* MATERIAL FOR THE TASK *
□ □ □ □ □

//! Field extraction rules for SFT value lines.
//!
//! Each upstream line label gets one rule: a function from a trimmed line to
//! an optional [`LineValue`]. The rules live in a fixed-priority table so a
//! line updates at most one field and every rule stays unit-testable against
//! a single canned line. Labels are a versioned interface with the POS
//! export; the literal patterns are deliberate.

use std::sync::LazyLock;

use regex::Regex;

use crate::scanner::{LoyaltySection, ScanState, Section};
use crate::types::{CardBrand, Money, SalesRecord};
use crate::utils::{parse_count, parse_money};

/// A single extracted field update, before section/department routing.
#[derive(Debug, Clone, PartialEq, Eq)]
pub(crate) enum LineValue {
    /// `Fuel sales <amount>`.
    FuelSales(Money),
    /// `Item Sales <amount>`.
    ItemSales(Money),
    /// `Total Sales <amount>`.
    TotalSales(Money),
    /// `GST <amount>`, anchored at line start.
    Gst(Money),
    /// `Penny Rounding <amount>`.
    PennyRounding(Money),
    /// `Total POS <amount>`.
    TotalPos(Money),
    /// `Canadian Cash <amount>`.
    CanadianCash(Money),
    /// `Safedrops <count> <amount>`.
    Safedrops {
        /// Envelope count.
        count: i64,
        /// Total dropped.
        amount: Money,
    },
    /// `Cash On Hand <amount>`.
    CashOnHand(Money),
    /// `Fuel tax - GST $<amount>`.
    FuelTaxGst(Money),
    /// `Payouts <amount>`.
    Payouts(Money),
    /// `Total loyalty discounts <amount>`.
    LoyaltyDiscount(Money),
    /// `<BRAND> <count> <amount> <count> <amount>`, routed by section.
    Card {
        /// Which card brand the line reports.
        brand: CardBrand,
        /// Settled total (the line's second amount).
        amount: Money,
    },
    /// `INTERAC <count> <amount>`, routed by the active debit section.
    Debit {
        /// Transaction count.
        count: i64,
        /// Settled total.
        amount: Money,
    },
    /// `Grand Total <int> <int> $<amount>`, routed by department.
    DepartmentTotal(Money),
}

type Rule = fn(&str) -> Option<LineValue>;

/// Extraction rules in priority order; the first match wins.
const RULES: &[Rule] = &[
    fuel_sales,
    item_sales,
    total_sales,
    gst,
    penny_rounding,
    total_pos,
    canadian_cash,
    safedrops,
    cash_on_hand,
    fuel_tax_gst,
    payouts,
    loyalty_discount,
    card_totals,
    debit_totals,
    department_total,
];

/// Runs the rule table over one trimmed line.
pub(crate) fn extract(line: &str) -> Option<LineValue> {
    RULES.iter().find_map(|rule| rule(line))
}

static FUEL_SALES_RE: LazyLock<Regex> =
    LazyLock::new(|| Regex::new(r"^Fuel sales\s+(\d+\.\d+)$").expect("valid fuel sales regex"));
static ITEM_SALES_RE: LazyLock<Regex> =
    LazyLock::new(|| Regex::new(r"^Item Sales\s+(\d+\.\d+)$").expect("valid item sales regex"));
static TOTAL_SALES_RE: LazyLock<Regex> =
    LazyLock::new(|| Regex::new(r"^Total Sales\s+(\d+\.\d+)$").expect("valid total sales regex"));
static GST_RE: LazyLock<Regex> =
    LazyLock::new(|| Regex::new(r"^GST\s+(\d+\.\d+)$").expect("valid gst regex"));
static PENNY_ROUNDING_RE: LazyLock<Regex> = LazyLock::new(|| {
    Regex::new(r"^Penny Rounding\s+(\d+\.\d+)$").expect("valid penny rounding regex")
});
static TOTAL_POS_RE: LazyLock<Regex> =
    LazyLock::new(|| Regex::new(r"^Total POS\s+(\d+\.\d+)$").expect("valid total pos regex"));
static CANADIAN_CASH_RE: LazyLock<Regex> = LazyLock::new(|| {
    Regex::new(r"^Canadian Cash\s+(\d+\.\d+)$").expect("valid canadian cash regex")
});
static SAFEDROPS_RE: LazyLock<Regex> = LazyLock::new(|| {
    Regex::new(r"^Safedrops\s+(\d+)\s+(\d+\.\d+)$").expect("valid safedrops regex")
});
static CASH_ON_HAND_RE: LazyLock<Regex> = LazyLock::new(|| {
    Regex::new(r"^Cash On Hand\s+(\d+\.\d+)$").expect("valid cash on hand regex")
});
static FUEL_TAX_GST_RE: LazyLock<Regex> = LazyLock::new(|| {
    Regex::new(r"^Fuel tax - GST\s+\$(\d+\.\d+)$").expect("valid fuel tax regex")
});
static PAYOUTS_RE: LazyLock<Regex> =
    LazyLock::new(|| Regex::new(r"^Payouts\s+(\d+\.\d+)$").expect("valid payouts regex"));
static LOYALTY_RE: LazyLock<Regex> = LazyLock::new(|| {
    Regex::new(r"^Total loyalty discounts\s+(\d+\.\d+)$").expect("valid loyalty regex")
});
static CARD_RE: LazyLock<Regex> = LazyLock::new(|| {
    Regex::new(
        r"^(VISA|MASTERCARD|AMEX|COMMERCIAL|UP CREDIT|DISCOVER)\s+(\d+)\s+(\d+\.\d+)\s+(\d+)\s+(\d+\.\d+)$",
    )
    .expect("valid card regex")
});
static DEBIT_RE: LazyLock<Regex> =
    LazyLock::new(|| Regex::new(r"^INTERAC\s+(\d+)\s+(\d+\.\d+)$").expect("valid debit regex"));
static GRAND_TOTAL_RE: LazyLock<Regex> = LazyLock::new(|| {
    Regex::new(r"^Grand Total\s+(\d+)\s+(\d+)\s+\$(\d+\.\d+)$").expect("valid grand total regex")
});

fn labeled_amount(line: &str, pattern: &Regex) -> Option<Money> {
    pattern
        .captures(line)
        .and_then(|caps| parse_money(&caps[1]))
}

fn fuel_sales(line: &str) -> Option<LineValue> {
    labeled_amount(line, &FUEL_SALES_RE).map(LineValue::FuelSales)
}

fn item_sales(line: &str) -> Option<LineValue> {
    labeled_amount(line, &ITEM_SALES_RE).map(LineValue::ItemSales)
}

fn total_sales(line: &str) -> Option<LineValue> {
    labeled_amount(line, &TOTAL_SALES_RE).map(LineValue::TotalSales)
}

fn gst(line: &str) -> Option<LineValue> {
    labeled_amount(line, &GST_RE).map(LineValue::Gst)
}

fn penny_rounding(line: &str) -> Option<LineValue> {
    labeled_amount(line, &PENNY_ROUNDING_RE).map(LineValue::PennyRounding)
}

fn total_pos(line: &str) -> Option<LineValue> {
    labeled_amount(line, &TOTAL_POS_RE).map(LineValue::TotalPos)
}

fn canadian_cash(line: &str) -> Option<LineValue> {
    labeled_amount(line, &CANADIAN_CASH_RE).map(LineValue::CanadianCash)
}

fn safedrops(line: &str) -> Option<LineValue> {
    let caps = SAFEDROPS_RE.captures(line)?;
    Some(LineValue::Safedrops {
        count: parse_count(&caps[1])?,
        amount: parse_money(&caps[2])?,
    })
}

fn cash_on_hand(line: &str) -> Option<LineValue> {
    labeled_amount(line, &CASH_ON_HAND_RE).map(LineValue::CashOnHand)
}

fn fuel_tax_gst(line: &str) -> Option<LineValue> {
    labeled_amount(line, &FUEL_TAX_GST_RE).map(LineValue::FuelTaxGst)
}

fn payouts(line: &str) -> Option<LineValue> {
    labeled_amount(line, &PAYOUTS_RE).map(LineValue::Payouts)
}

fn loyalty_discount(line: &str) -> Option<LineValue> {
    labeled_amount(line, &LOYALTY_RE).map(LineValue::LoyaltyDiscount)
}

fn card_totals(line: &str) -> Option<LineValue> {
    let caps = CARD_RE.captures(line)?;
    let brand = match &caps[1] {
        "VISA" => CardBrand::Visa,
        "MASTERCARD" => CardBrand::Mastercard,
        "AMEX" => CardBrand::Amex,
        "COMMERCIAL" => CardBrand::Commercial,
        "UP CREDIT" => CardBrand::UpCredit,
        "DISCOVER" => CardBrand::Discover,
        _ => return None,
    };
    // The first count/amount pair is the pre-settlement figure; the second
    // pair carries the settled total the accountants reconcile against.
    Some(LineValue::Card {
        brand,
        amount: parse_money(&caps[5])?,
    })
}

fn debit_totals(line: &str) -> Option<LineValue> {
    let caps = DEBIT_RE.captures(line)?;
    Some(LineValue::Debit {
        count: parse_count(&caps[1])?,
        amount: parse_money(&caps[2])?,
    })
}

fn department_total(line: &str) -> Option<LineValue> {
    let caps = GRAND_TOTAL_RE.captures(line)?;
    parse_money(&caps[3]).map(LineValue::DepartmentTotal)
}

impl LineValue {
    /// Applies the update to the record, consulting the scanner state to
    /// route section- and department-dependent values.
    pub(crate) fn apply(self, record: &mut SalesRecord, state: &ScanState) {
        match self {
            Self::FuelSales(amount) => record.fuel_sales = amount,
            Self::ItemSales(amount) => record.item_sales = amount,
            Self::TotalSales(amount) => record.total_sales = amount,
            Self::Gst(amount) => record.gst = amount,
            Self::PennyRounding(amount) => record.penny_rounding = amount,
            Self::TotalPos(amount) => record.total_pos = amount,
            Self::CanadianCash(amount) => record.canadian_cash = amount,
            Self::Safedrops { count, amount } => {
                record.safedrops_count = count;
                record.safedrops_amount = amount;
            }
            Self::CashOnHand(amount) => record.cash_on_hand = amount,
            Self::FuelTaxGst(amount) => record.fuel_tax_gst = amount,
            Self::Payouts(amount) => record.payouts = amount,
            Self::LoyaltyDiscount(amount) => {
                record.loyalty_discounts += amount;
                match state.loyalty {
                    // Last occurrence in the block wins.
                    LoyaltySection::Journey => record.journey_discount = amount,
                    LoyaltySection::Aeroplan => record.aeroplan_discount = amount,
                    LoyaltySection::None => {}
                }
            }
            Self::Card { brand, amount } => match state.section {
                Section::PosTotals => {
                    *pos_card_field(record, brand) = amount;
                }
                Section::AfdCreditTotals => {
                    *afd_card_field(record, brand) = amount;
                }
                _ => {}
            },
            Self::Debit { count, amount } => match state.section {
                Section::DebitTotals => {
                    record.pos_debit = amount;
                    record.pos_debit_transaction_count = count;
                }
                Section::AfdDebitTotals => {
                    record.afd_debit = amount;
                    record.afd_debit_transaction_count = count;
                }
                _ => {}
            },
            Self::DepartmentTotal(amount) => {
                if let Some(bucket) = department_bucket(record, state.department.as_deref()) {
                    // A department can emit several grand-total lines.
                    *bucket += amount;
                }
            }
        }
    }
}

fn pos_card_field(record: &mut SalesRecord, brand: CardBrand) -> &mut Money {
    match brand {
        CardBrand::Visa => &mut record.pos_visa,
        CardBrand::Mastercard => &mut record.pos_mastercard,
        CardBrand::Amex => &mut record.pos_amex,
        CardBrand::Commercial => &mut record.pos_commercial,
        CardBrand::UpCredit => &mut record.pos_up_credit,
        CardBrand::Discover => &mut record.pos_discover,
    }
}

fn afd_card_field(record: &mut SalesRecord, brand: CardBrand) -> &mut Money {
    match brand {
        CardBrand::Visa => &mut record.afd_visa,
        CardBrand::Mastercard => &mut record.afd_mastercard,
        CardBrand::Amex => &mut record.afd_amex,
        CardBrand::Commercial => &mut record.afd_commercial,
        CardBrand::UpCredit => &mut record.afd_up_credit,
        CardBrand::Discover => &mut record.afd_discover,
    }
}

/// Picks the bucket a grand-total line belongs to, by case-insensitive
/// substring match on the active department name, in fixed precedence.
fn department_bucket<'a>(
    record: &'a mut SalesRecord,
    department: Option<&str>,
) -> Option<&'a mut Money> {
    let upper = department?.to_uppercase();
    if upper.contains("CIG SINGLE 25") {
        Some(&mut record.tobacco_25)
    } else if upper.contains("CIG SINGLE 20") {
        Some(&mut record.tobacco_20)
    } else if upper.contains("LOTTO") || upper.contains("SCRATCH LOTTERY") {
        Some(&mut record.lottery_total)
    } else if upper.contains("PHONE CARDS") {
        Some(&mut record.prepay_total)
    } else {
        // Unmapped departments are ignored on purpose.
        None
    }
}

□ □ □ □ □

* TASK STATEMENT *
Set down, unchanged, only those lines above that fall between the line with "fn loyalty_discount(line: &str)" and the line with "scanner state to", the two end lines included.

* EXPECTED ANSWER *
fn loyalty_discount(line: &str) -> Option<LineValue> {
    labeled_amount(line, &LOYALTY_RE).map(LineValue::LoyaltyDiscount)
}

fn card_totals(line: &str) -> Option<LineValue> {
    let caps = CARD_RE.captures(line)?;
    let brand = match &caps[1] {
        "VISA" => CardBrand::Visa,
        "MASTERCARD" => CardBrand::Mastercard,
        "AMEX" => CardBrand::Amex,
        "COMMERCIAL" => CardBrand::Commercial,
        "UP CREDIT" => CardBrand::UpCredit,
        "DISCOVER" => CardBrand::Discover,
        _ => return None,
    };
    // The first count/amount pair is the pre-settlement figure; the second
    // pair carries the settled total the accountants reconcile against.
    Some(LineValue::Card {
        brand,
        amount: parse_money(&caps[5])?,
    })
}

fn debit_totals(line: &str) -> Option<LineValue> {
    let caps = DEBIT_RE.captures(line)?;
    Some(LineValue::Debit {
        count: parse_count(&caps[1])?,
        amount: parse_money(&caps[2])?,
    })
}

fn department_total(line: &str) -> Option<LineValue> {
    let caps = GRAND_TOTAL_RE.captures(line)?;
    parse_money(&caps[3]).map(LineValue::DepartmentTotal)
}

impl LineValue {
    /// Applies the update to the record, consulting the scanner state to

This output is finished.